Hej Carptigers, mit dem Fugawi kannst du neben deiner Navionics - Karte auch noch andere Seekarten ( wie z.B. BSB Karten usw ) nutzen. Beim Transas bist du an die Transas Vektor - Karten gebunden.
Mit dem Fugawi hast du auch mehr Möglichkeiten und Funktionen.
Mit einem Notebook musst du dir aber einen sicheren Platz auf dem Boot suchen.

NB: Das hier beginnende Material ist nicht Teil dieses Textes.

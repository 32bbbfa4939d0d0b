#[derive(Debug, Clone)]
pub struct LogReloadListener {
    pub(crate) name: String,
}
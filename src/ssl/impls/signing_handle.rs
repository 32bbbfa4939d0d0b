use std::sync::Arc;
use rustls::SignatureScheme;
use rustls::pki_types::CertificateDer;
use rustls::sign::CertifiedKey;
use crate::ssl::structs::key_entry::KeyEntry;
use crate::ssl::structs::signing_handle::SigningHandle;

impl std::fmt::Debug for SigningHandle {
    fn fmt(&self, f: &mut std::fmt::Formatter<'_>) -> std::fmt::Result {
        f.debug_struct("SigningHandle")
            .field("aliases", &self.aliases())
            .finish()
    }
}

impl SigningHandle {
    pub fn new(entries: Vec<KeyEntry>) -> Self {
        Self {
            entries: entries
                .into_iter()
                .map(|entry| (entry.alias.clone(), entry))
                .collect(),
        }
    }

    pub fn empty() -> Self {
        Self::default()
    }

    pub fn is_empty(&self) -> bool {
        self.entries.is_empty()
    }

    pub fn len(&self) -> usize {
        self.entries.len()
    }

    /// Sorted.
    pub fn aliases(&self) -> Vec<String> {
        self.entries.keys().cloned().collect()
    }

    pub fn entry(&self, alias: &str) -> Option<&KeyEntry> {
        self.entries.get(alias)
    }

    pub fn certified_key(&self, alias: &str) -> Option<Arc<CertifiedKey>> {
        self.entries.get(alias).map(KeyEntry::certified_key)
    }

    /// The first entry, in alias order, able to sign with one of `schemes`.
    pub fn choose(&self, schemes: &[SignatureScheme]) -> Option<Arc<CertifiedKey>> {
        self.entries
            .values()
            .find(|entry| entry.certified_key.key.choose_scheme(schemes).is_some())
            .map(KeyEntry::certified_key)
    }

    /// Every certificate of every chain, without duplicates.
    pub fn certificates(&self) -> Vec<CertificateDer<'static>> {
        let mut certificates: Vec<CertificateDer<'static>> = Vec::new();
        for entry in self.entries.values() {
            for certificate in entry.chain.iter() {
                if !certificates.contains(certificate) {
                    certificates.push(certificate.clone());
                }
            }
        }
        certificates
    }
}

Ich benutze das hier - Panasonic Toughbook 18
Gruß Multe


----------



## Carptigers (15. November 2011)

*AW: Transas, Fugawi, etc Seekarten*

Selbst die von meinem Explorist als sd Karte?
Das gleiche kommt bei mir auch zum Einsatz, mit passendem Halter fürs Boot.|supergri


----------



## Multe (16. November 2011)

*AW: Transas, Fugawi, etc Seekarten*

Hej Florian, mit dem Explorist kannst du sogar deine gespeicherten GPS Daten direkt auf FUGAWI laden. Die Navionics SD brauchst du nur, wenn du das Programm hochfährst. Danach kannst du die SD wieder wegstecken.
Ruf doch mal bei Busse an, die helfen dir bei bestimmten Fragen gerne weiter - sind sehr freundlich und hilfsbereit.
Ich benutze noch diese GPS Maus - *Haicom HI-204*
Gruß Multe


----------